PHOTO CREDIT: Cpl Donald R. Ornitz, US Army. Public Doman. Source.
“Cut to a peaceful Austrian landscape near Linz. Gently rolling green hills. And on top of one of the hills, like a toy castle, lies the former concentration camp of Mauthausen, now a museum. It looks harmless, like a miniature model of something much larger.”1
This isn’t your typical Holocaust story. An Exclusive Love is told from the perspective of a granddaughter of Holocaust survivors while she attempts to come to terms with her grandparents’ dual suicide over forty years after the war ended. As an adult, Johanna Adorján visits Mauthausen, the camp where her grandfather was held prisoner, to understand more about his past that he strived to keep secret. The writer uses her imagination to put the pieces together, both about her grandparents’ history and the couple’s final day together.

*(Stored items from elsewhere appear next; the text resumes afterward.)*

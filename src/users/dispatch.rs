// Copyright (c) 2026 Bountyy Oy. All rights reserved.
// This software is proprietary and confidential.

//! Entry dispatcher: captured entry -> normalizer -> registry

use lazy_static::lazy_static;
use regex::Regex;

use super::normalize::normalize;
use super::payload::{Endpoint, Payload};
use super::record::UserRecord;
use super::registry::{MergeOutcome, UserRegistry};
use crate::network::CapturedEntry;

lazy_static! {
    static ref API_PATH: Regex = Regex::new(r"/api/([A-Za-z0-9._-]+)").unwrap();
}

/// API method name: the path segment after `/api/`
pub fn endpoint_from_url(url: &str) -> Option<&str> {
    API_PATH
        .captures(url)
        .and_then(|caps| caps.get(1))
        .map(|m| m.as_str())
}

/// Candidate records carried by an entry; empty for anything unrecognized
pub fn candidates(entry: &CapturedEntry) -> Vec<UserRecord> {
    let Some(name) = endpoint_from_url(&entry.url) else {
        return Vec::new();
    };
    let Some(endpoint) = Endpoint::from_name(name) else {
        tracing::trace!(endpoint = name, "no normalizer for endpoint");
        return Vec::new();
    };
    let Some(body) = entry.response.json.as_ref().filter(|v| v.is_object()) else {
        return Vec::new();
    };

    match Payload::parse(endpoint, body) {
        Ok(payload) => normalize(&payload, Some(entry)),
        Err(e) => {
            tracing::debug!(endpoint = name, error = %e, "unexpected payload shape");
            Vec::new()
        }
    }
}

/// Route an entry to its normalizer and merge the candidates.
///
/// Returns the number of candidates merged. Never fails; anything
/// unrecognized or malformed contributes zero.
pub fn dispatch(entry: &CapturedEntry, registry: &mut UserRegistry) -> usize {
    candidates(entry)
        .into_iter()
        .map(|candidate| registry.add_or_merge(candidate))
        .filter(|outcome| *outcome != MergeOutcome::Rejected)
        .count()
}

#[cfg(test)]
mod tests {
    use super::*;
    use crate::network::{ResponseInfo, TransportKind};
    use serde_json::{json, Value};

    fn entry(url: &str, body: Value) -> CapturedEntry {
        CapturedEntry::new(TransportKind::Fetch, "POST", url)
            .with_response(ResponseInfo::new(200).with_body(body.to_string(), Some(body)))
    }

    #[test]
    fn test_endpoint_from_url() {
        assert_eq!(
            endpoint_from_url("https://app.slack.com/api/users.info?user=U1"),
            Some("users.info")
        );
        assert_eq!(
            endpoint_from_url("https://edgeapi.slack.com/cache/T1/users/info"),
            None
        );
        assert_eq!(endpoint_from_url("https://x/api/"), None);
    }

    #[test]
    fn test_users_info_scenario() {
        let mut registry = UserRegistry::new();
        let e = entry(
            "https://app.slack.com/api/users.info",
            json!({"user": {"id": "U1", "name": "alice", "profile": {"display_name": "Alice"}}}),
        );

        assert_eq!(dispatch(&e, &mut registry), 1);
        assert_eq!(registry.len(), 1);
        let record = registry.get("U1").unwrap();
        assert_eq!(record.username.as_deref(), Some("alice"));
        assert_eq!(record.name.as_deref(), Some("Alice"));

        dispatch(&e, &mut registry);
        assert_eq!(registry.len(), 1);
    }

    #[test]
    fn test_people_search_adds_two() {
        let mut registry = UserRegistry::new();
        registry.add_or_merge(UserRecord::new("U0"));

        let e = entry(
            "https://app.slack.com/api/search.modules.people?slack_route=T1",
            json!({"items": [{"id": "U1", "name": "a"}, {"id": "U2", "name": "b"}]}),
        );
        dispatch(&e, &mut registry);
        assert_eq!(registry.len(), 3);
    }

    #[test]
    fn test_ignored_entries() {
        let mut registry = UserRegistry::new();

        let no_api = entry("https://app.slack.com/client/T1", json!({"user": {"id": "U1"}}));
        let unknown = entry("https://app.slack.com/api/conversations.history", json!({"messages": []}));
        let array_body = entry("https://app.slack.com/api/users.info", json!([{"id": "U1"}]));
        let no_json = CapturedEntry::new(TransportKind::Xhr, "GET", "https://app.slack.com/api/users.info");

        for e in [no_api, unknown, array_body, no_json] {
            assert_eq!(dispatch(&e, &mut registry), 0);
        }
        assert!(registry.is_empty());
    }

    #[test]
    fn test_bad_payload_does_not_stop_later_entries() {
        let mut registry = UserRegistry::new();
        let bad = entry("https://app.slack.com/api/users.list", json!({"members": "garbage"}));
        let good = entry("https://app.slack.com/api/users.list", json!({"members": [{"id": "U5"}]}));

        assert_eq!(dispatch(&bad, &mut registry), 0);
        assert_eq!(dispatch(&good, &mut registry), 1);
        assert!(registry.get("U5").is_some());
    }
}
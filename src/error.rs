// Copyright (c) 2026 Bountyy Oy. All rights reserved.
// This software is proprietary and confidential.

//! Error types for Nuotta
//!
//! Only local misuse (bad configuration, bad filters, I/O on export) is
//! surfaced through these types. Problems in captured upstream data are
//! contained where they occur and never reach a wrapped transport call.

use thiserror::Error;

/// Result type alias for Nuotta operations
pub type Result<T> = std::result::Result<T, Error>;

/// Main error type for Nuotta
#[derive(Error, Debug)]
pub enum Error {
    /// HTTP request failed
    #[error("HTTP error: {0}")]
    Http(#[from] reqwest::Error),

    /// URL parsing failed
    #[error("Invalid URL: {0}")]
    Url(#[from] url::ParseError),

    /// Transport-level failure that is not a reqwest error
    #[error("Network error: {0}")]
    Network(String),

    /// Caller passed an argument of the wrong shape
    #[error("Invalid argument: {0}")]
    InvalidArgument(String),

    /// Configuration error
    #[error("Configuration error: {0}")]
    Config(String),

    /// I/O error
    #[error("I/O error: {0}")]
    Io(#[from] std::io::Error),

    /// Serialization error
    #[error("Serialization error: {0}")]
    Serialization(#[from] serde_json::Error),

    /// Generic error
    #[error("{0}")]
    Other(String),
}

impl Error {
    /// Create a new network error
    pub fn network<S: Into<String>>(msg: S) -> Self {
        Error::Network(msg.into())
    }

    /// Create an invalid argument error
    pub fn invalid_argument<S: Into<String>>(msg: S) -> Self {
        Error::InvalidArgument(msg.into())
    }

    /// Create a configuration error
    pub fn config<S: Into<String>>(msg: S) -> Self {
        Error::Config(msg.into())
    }

    /// Create a generic error
    pub fn other<S: Into<String>>(msg: S) -> Self {
        Error::Other(msg.into())
    }

    /// Check if this came from the network stack
    pub fn is_network(&self) -> bool {
        matches!(self, Error::Network(_) | Error::Http(_))
    }

    /// Check if this was caused by the caller rather than upstream data
    pub fn is_misuse(&self) -> bool {
        matches!(self, Error::InvalidArgument(_) | Error::Config(_))
    }
}

impl From<String> for Error {
    fn from(s: String) -> Self {
        Error::Other(s)
    }
}

impl From<&str> for Error {
    fn from(s: &str) -> Self {
        Error::Other(s.to_string())
    }
}

/// Helper trait for adding context to errors
pub trait ErrorContext<T> {
    /// Add operation context to error
    fn context(self, msg: &str) -> Result<T>;
}

impl<T, E: Into<Error>> ErrorContext<T> for std::result::Result<T, E> {
    fn context(self, msg: &str) -> Result<T> {
        self.map_err(|e| {
            let err = e.into();
            Error::Other(format!("{}: {}", msg, err))
        })
    }
}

Mauthausen was one of the largest concentration camps in the German-controlled part of Europe. Running from August 1938 until May 1945 when it was liberated by the Americans, it was considered a category III camp, the most severe classification for a concentration camp. Close to 200,000 prisoners passed through the camp system, and it is estimated that almost 95,000 died there, although no official death count exists. Mauthausen was officially opened as a museum in 1975.
1 Adorján, Johanna. An Exclusive Love. Trans. Anthea Bell. New York: W. W. Norton & Company, 2012. 7. Print.